**Directions**
In the entries below, find every line with the string "Parser" and copy it.

[Start of section]

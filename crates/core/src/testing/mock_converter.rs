//! Mock converter for testing.

use async_trait::async_trait;
use std::collections::HashMap;
use std::path::{Path, PathBuf};
use std::sync::Arc;
use tokio::sync::{mpsc, RwLock};

use crate::converter::{
    ConversionJob, ConversionProgress, ConversionResult, Converter, ConverterError,
};

/// A recorded conversion job for test assertions.
#[derive(Debug, Clone)]
pub struct RecordedConversion {
    /// The job that was submitted.
    pub job: ConversionJob,
    /// Whether the conversion succeeded.
    pub success: bool,
}

/// Mock implementation of the Converter trait.
///
/// Provides controllable behavior for testing:
/// - Track conversion jobs, in submission order
/// - Fail the job for a given source path
/// - Emit scripted progress updates
/// - Optionally write an empty output file so re-runs see it
///
/// Clones share state, so a clone handed to the code under test can be
/// inspected afterwards.
///
/// # Example
///
/// ```rust,ignore
/// use audio_mirror_core::testing::MockConverter;
///
/// let converter = MockConverter::new();
/// converter.fail_on("/videos/broken.mkv", "Invalid data found").await;
///
/// let tree = TreeConverter::new(converter.clone(), LocalFs, AudioFormat::Mp3);
/// tree.convert_tree(input, output).await.unwrap_err();
///
/// assert_eq!(converter.conversion_count().await, 1);
/// ```
#[derive(Debug, Clone)]
pub struct MockConverter {
    /// Recorded conversions.
    conversions: Arc<RwLock<Vec<RecordedConversion>>>,
    /// Failure reasons by source path.
    failures: Arc<RwLock<HashMap<PathBuf, String>>>,
    /// Percentages sent before each conversion settles.
    progress_steps: Arc<RwLock<Vec<Option<f32>>>>,
    /// Whether to create an empty output file on success.
    write_outputs: Arc<RwLock<bool>>,
}

impl Default for MockConverter {
    fn default() -> Self {
        Self::new()
    }
}

impl MockConverter {
    /// Create a new mock converter.
    pub fn new() -> Self {
        Self {
            conversions: Arc::new(RwLock::new(Vec::new())),
            failures: Arc::new(RwLock::new(HashMap::new())),
            progress_steps: Arc::new(RwLock::new(vec![Some(50.0), Some(100.0)])),
            write_outputs: Arc::new(RwLock::new(false)),
        }
    }

    /// Get all recorded conversions.
    pub async fn recorded_conversions(&self) -> Vec<RecordedConversion> {
        self.conversions.read().await.clone()
    }

    /// Clear recorded conversions.
    pub async fn clear_recorded(&self) {
        self.conversions.write().await.clear();
    }

    /// Get the number of conversions attempted.
    pub async fn conversion_count(&self) -> usize {
        self.conversions.read().await.len()
    }

    /// Source paths of every attempted conversion.
    pub async fn attempted_sources(&self) -> Vec<PathBuf> {
        self.conversions
            .read()
            .await
            .iter()
            .map(|c| c.job.source_path.clone())
            .collect()
    }

    /// Source paths of successful conversions.
    pub async fn converted_sources(&self) -> Vec<PathBuf> {
        self.successful(|job| job.source_path.clone()).await
    }

    /// Output paths of successful conversions.
    pub async fn converted_outputs(&self) -> Vec<PathBuf> {
        self.successful(|job| job.output_path.clone()).await
    }

    async fn successful(&self, f: impl Fn(&ConversionJob) -> PathBuf) -> Vec<PathBuf> {
        self.conversions
            .read()
            .await
            .iter()
            .filter(|c| c.success)
            .map(|c| f(&c.job))
            .collect()
    }

    /// Make conversions of `source` fail with `reason`.
    pub async fn fail_on(&self, source: impl AsRef<Path>, reason: impl Into<String>) {
        self.failures
            .write()
            .await
            .insert(source.as_ref().to_path_buf(), reason.into());
    }

    /// Remove every configured failure.
    pub async fn clear_failures(&self) {
        self.failures.write().await.clear();
    }

    /// Replace the scripted progress percentages.
    pub async fn set_progress_steps(&self, steps: Vec<Option<f32>>) {
        *self.progress_steps.write().await = steps;
    }

    /// Enable or disable writing empty output files on success.
    pub async fn set_write_outputs(&self, write: bool) {
        *self.write_outputs.write().await = write;
    }
}

#[async_trait]
impl Converter for MockConverter {
    fn name(&self) -> &str {
        "mock"
    }

    async fn convert(&self, job: ConversionJob) -> Result<ConversionResult, ConverterError> {
        let failure = self.failures.read().await.get(&job.source_path).cloned();
        if let Some(reason) = failure {
            self.conversions.write().await.push(RecordedConversion {
                job,
                success: false,
            });
            return Err(ConverterError::conversion_failed(reason, None));
        }

        if *self.write_outputs.read().await {
            if let Err(e) = tokio::fs::write(&job.output_path, b"").await {
                self.conversions.write().await.push(RecordedConversion {
                    job,
                    success: false,
                });
                return Err(ConverterError::Io(e));
            }
        }

        self.conversions.write().await.push(RecordedConversion {
            job: job.clone(),
            success: true,
        });

        Ok(ConversionResult {
            output_path: job.output_path,
            output_size_bytes: 0,
            duration_ms: 0,
            format: job.format,
        })
    }

    async fn convert_with_progress(
        &self,
        job: ConversionJob,
        progress_tx: mpsc::Sender<ConversionProgress>,
    ) -> Result<ConversionResult, ConverterError> {
        let steps = self.progress_steps.read().await.clone();
        for (i, percent) in steps.into_iter().enumerate() {
            let _ = progress_tx
                .send(ConversionProgress {
                    percent,
                    time_secs: i as f64,
                    speed: Some("10x".to_string()),
                })
                .await;
        }
        drop(progress_tx);

        self.convert(job).await
    }

    async fn validate(&self) -> Result<(), ConverterError> {
        Ok(())
    }
}
//! Command-line arguments.

use std::path::{Path, PathBuf};

use audio_mirror_core::{AudioFormat, Config};
use clap::Parser;

/// Config file picked up from the working directory when `--config` is absent.
pub const DEFAULT_CONFIG_FILE: &str = "audio-mirror.toml";

/// Mirror a directory of videos into a directory of extracted audio files.
#[derive(Debug, Parser)]
#[command(name = "audio-mirror", version)]
pub struct Cli {
    /// Root of the video tree to read
    #[arg(short, long)]
    pub input: Option<PathBuf>,

    /// Root of the audio tree to write (created if missing)
    #[arg(short, long)]
    pub output: Option<PathBuf>,

    /// Output audio format: mp3, aac, ogg, wav or flac
    #[arg(short, long)]
    pub format: Option<AudioFormat>,

    /// Configuration file (TOML)
    #[arg(short, long, env = "AUDIO_MIRROR_CONFIG")]
    pub config: Option<PathBuf>,

    /// Path to the ffmpeg binary
    #[arg(long)]
    pub ffmpeg: Option<PathBuf>,

    /// Path to the ffprobe binary
    #[arg(long)]
    pub ffprobe: Option<PathBuf>,

    /// Log at debug level unless RUST_LOG says otherwise
    #[arg(short, long)]
    pub verbose: bool,
}

impl Cli {
    /// The config file to load, if any.
    ///
    /// An explicit `--config` is always returned, so a missing file is reported.
    /// The default file is only used when it exists.
    pub fn config_path(&self, cwd: &Path) -> Option<PathBuf> {
        match &self.config {
            Some(path) => Some(path.clone()),
            None => {
                let default = cwd.join(DEFAULT_CONFIG_FILE);
                default.is_file().then_some(default)
            }
        }
    }

    /// Applies flags on top of the loaded configuration.
    pub fn apply_overrides(&self, config: &mut Config) {
        if let Some(ref input) = self.input {
            config.input_dir = input.clone();
        }
        if let Some(ref output) = self.output {
            config.output_dir = output.clone();
        }
        if let Some(format) = self.format {
            config.format = format;
        }
        if let Some(ref ffmpeg) = self.ffmpeg {
            config.converter.ffmpeg_path = ffmpeg.clone();
        }
        if let Some(ref ffprobe) = self.ffprobe {
            config.converter.ffprobe_path = ffprobe.clone();
        }
    }

    pub fn default_log_filter(&self) -> &'static str {
        if self.verbose {
            "debug"
        } else {
            "info"
        }
    }
}
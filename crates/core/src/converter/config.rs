//! Configuration for the converter module.

use serde::{Deserialize, Serialize};
use std::path::PathBuf;

/// Configuration for the FFmpeg-based converter.
#[derive(Debug, Clone, PartialEq, Serialize, Deserialize)]
pub struct ConverterConfig {
    /// Path to ffmpeg binary.
    #[serde(default = "default_ffmpeg_path")]
    pub ffmpeg_path: PathBuf,

    /// Path to ffprobe binary.
    #[serde(default = "default_ffprobe_path")]
    pub ffprobe_path: PathBuf,

    /// FFmpeg log level (quiet, panic, fatal, error, warning, info, verbose, debug, trace).
    #[serde(default = "default_log_level")]
    pub ffmpeg_log_level: String,

    /// Additional ffmpeg arguments, placed before the output path.
    #[serde(default)]
    pub extra_ffmpeg_args: Vec<String>,

    /// Minimum spacing between forwarded progress updates, in milliseconds.
    #[serde(default = "default_progress_interval")]
    pub progress_interval_ms: u64,
}

fn default_ffmpeg_path() -> PathBuf {
    PathBuf::from("ffmpeg")
}

fn default_ffprobe_path() -> PathBuf {
    PathBuf::from("ffprobe")
}

fn default_log_level() -> String {
    "warning".to_string()
}

fn default_progress_interval() -> u64 {
    500
}

impl Default for ConverterConfig {
    fn default() -> Self {
        Self {
            ffmpeg_path: default_ffmpeg_path(),
            ffprobe_path: default_ffprobe_path(),
            ffmpeg_log_level: default_log_level(),
            extra_ffmpeg_args: Vec::new(),
            progress_interval_ms: default_progress_interval(),
        }
    }
}

impl ConverterConfig {
    /// Creates a new config with custom ffmpeg/ffprobe paths.
    pub fn with_paths(ffmpeg_path: PathBuf, ffprobe_path: PathBuf) -> Self {
        Self {
            ffmpeg_path,
            ffprobe_path,
            ..Default::default()
        }
    }

    /// Sets the progress interval in milliseconds.
    pub fn with_progress_interval(mut self, interval_ms: u64) -> Self {
        self.progress_interval_ms = interval_ms;
        self
    }
}
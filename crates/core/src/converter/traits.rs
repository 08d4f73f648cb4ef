//! Trait definitions for the converter module.

use async_trait::async_trait;
use tokio::sync::mpsc;

use super::error::ConverterError;
use super::types::{ConversionJob, ConversionProgress, ConversionResult};

/// A transcoding engine that extracts the audio stream of a media file.
///
/// A call settles exactly once: `Ok` is the end event, `Err` is the error event.
#[async_trait]
pub trait Converter: Send + Sync {
    /// Returns the name of this converter implementation.
    fn name(&self) -> &str;

    /// Converts a media file as described by the job.
    async fn convert(&self, job: ConversionJob) -> Result<ConversionResult, ConverterError>;

    /// Converts a media file with progress reporting.
    ///
    /// The progress sender will receive updates during conversion and is dropped
    /// before the call returns. If the receiver is dropped, conversion continues
    /// without progress reporting.
    async fn convert_with_progress(
        &self,
        job: ConversionJob,
        progress_tx: mpsc::Sender<ConversionProgress>,
    ) -> Result<ConversionResult, ConverterError>;

    /// Validates that the converter is properly configured and ready.
    async fn validate(&self) -> Result<(), ConverterError>;
}

#[cfg(test)]
mod tests {
    use super::*;
    use crate::converter::AudioFormat;
    use std::path::PathBuf;

    struct EchoConverter;

    #[async_trait]
    impl Converter for EchoConverter {
        fn name(&self) -> &str {
            "echo"
        }

        async fn convert(&self, job: ConversionJob) -> Result<ConversionResult, ConverterError> {
            Ok(ConversionResult {
                output_path: job.output_path,
                output_size_bytes: 512,
                duration_ms: 1000,
                format: job.format,
            })
        }

        async fn convert_with_progress(
            &self,
            job: ConversionJob,
            _progress_tx: mpsc::Sender<ConversionProgress>,
        ) -> Result<ConversionResult, ConverterError> {
            self.convert(job).await
        }

        async fn validate(&self) -> Result<(), ConverterError> {
            Ok(())
        }
    }

    #[tokio::test]
    async fn test_converter_as_trait_object() {
        let converter: Box<dyn Converter> = Box::new(EchoConverter);
        let job = ConversionJob::new(
            PathBuf::from("/test/input.mkv"),
            PathBuf::from("/test/input.ogg"),
            AudioFormat::Ogg,
        );
        let result = converter.convert(job).await.unwrap();
        assert_eq!(result.output_path, PathBuf::from("/test/input.ogg"));
        assert_eq!(result.format, AudioFormat::Ogg);
        assert_eq!(converter.name(), "echo");
    }
}
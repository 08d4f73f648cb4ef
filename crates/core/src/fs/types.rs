//! Types for the fs module.

use std::ffi::OsString;

/// Kind of a directory entry.
#[derive(Debug, Clone, Copy, PartialEq, Eq)]
pub enum EntryKind {
    File,
    Directory,
}

/// A single entry of a directory listing.
#[derive(Debug, Clone, PartialEq, Eq)]
pub struct DirEntry {
    /// Entry name, without any parent components.
    pub name: OsString,
    pub kind: EntryKind,
}

impl DirEntry {
    pub fn file(name: impl Into<OsString>) -> Self {
        Self {
            name: name.into(),
            kind: EntryKind::File,
        }
    }

    pub fn directory(name: impl Into<OsString>) -> Self {
        Self {
            name: name.into(),
            kind: EntryKind::Directory,
        }
    }

    pub fn is_dir(&self) -> bool {
        self.kind == EntryKind::Directory
    }
}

[End of section]

**Solution to this task**
use clap::Parser;
#[derive(Debug, Parser)]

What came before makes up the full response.